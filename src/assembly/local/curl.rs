use crate::assembly::{ElementConnectivityAssembler, ElementMatrixAssembler};
use crate::element::nedelec::{self, NUM_EDGE_DOFS};
use crate::error::EstimatorError;
use crate::material::ElementCoefficients;
use crate::quadrature::QuadratureRule;
use crate::space::{FiniteElementSpace, NedelecSpace};
use nalgebra::{DMatrixViewMut, Vector3};

/// Assembles the mixed form mapping a Nédélec field to its weighted curl in the same space,
///
/// $$
/// B_{ij} = \int_\Omega (\mu^{-1} \nabla \times W_j) \cdot W_i \\, \mathrm{d}x.
/// $$
#[derive(Debug, Clone)]
pub struct MixedCurlAssembler<'a> {
    space: &'a NedelecSpace,
    inv_permeability: &'a ElementCoefficients<3>,
    rule: QuadratureRule<3>,
}

impl<'a> MixedCurlAssembler<'a> {
    pub fn new(space: &'a NedelecSpace, inv_permeability: &'a ElementCoefficients<3>) -> Result<Self, EstimatorError> {
        if inv_permeability.len() != space.num_elements() {
            return Err(EstimatorError::SpaceMismatch(format!(
                "got {} element coefficients for {} elements",
                inv_permeability.len(),
                space.num_elements()
            )));
        }
        // The curls are constant, so the integrand has the degree of the basis
        let rule = QuadratureRule::reference_simplex(space.order())?;
        Ok(Self {
            space,
            inv_permeability,
            rule,
        })
    }
}

impl<'a> ElementConnectivityAssembler for MixedCurlAssembler<'a> {
    fn num_elements(&self) -> usize {
        self.space.num_elements()
    }

    fn num_rows(&self) -> usize {
        self.space.num_dofs()
    }

    fn num_cols(&self) -> usize {
        self.space.num_dofs()
    }

    fn element_row_count(&self, _element_index: usize) -> usize {
        NUM_EDGE_DOFS
    }

    fn element_col_count(&self, _element_index: usize) -> usize {
        NUM_EDGE_DOFS
    }

    fn populate_element_rows(&self, output: &mut [usize], element_index: usize) {
        output.copy_from_slice(self.space.element_dofs(element_index));
    }

    fn populate_element_cols(&self, output: &mut [usize], element_index: usize) {
        output.copy_from_slice(self.space.element_dofs(element_index));
    }
}

impl<'a> ElementMatrixAssembler for MixedCurlAssembler<'a> {
    fn assemble_element_matrix_into(&self, element_index: usize, mut output: DMatrixViewMut<f64>) -> eyre::Result<()> {
        let geometry = self.space.geometry(element_index);
        let signs = self.space.element_signs(element_index);
        let mu_inv = self.inv_permeability.element_coefficient(element_index);
        let det = geometry.determinant().abs();

        let mut curls = [Vector3::zeros(); NUM_EDGE_DOFS];
        nedelec::reference_curls(signs, &mut curls);
        nedelec::map_curls(geometry, &mut curls);
        let weighted_curls = curls.map(|c| mu_inv * c);

        let mut basis = [Vector3::zeros(); NUM_EDGE_DOFS];
        output.fill(0.0);
        for (w, xi) in self.rule.iter() {
            nedelec::reference_basis(xi, signs, &mut basis);
            nedelec::map_basis(geometry, &mut basis);
            for (j, curl_j) in weighted_curls.iter().enumerate() {
                for (i, w_i) in basis.iter().enumerate() {
                    output[(i, j)] += w * det * curl_j.dot(w_i);
                }
            }
        }
        Ok(())
    }
}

## To do
The answer must consist of every line from the records above that holds "geometry".

## Problem solution
        let geometry = self.space.geometry(element_index);
        let det = geometry.determinant().abs();
        nedelec::map_curls(geometry, &mut curls);
            nedelec::map_basis(geometry, &mut basis);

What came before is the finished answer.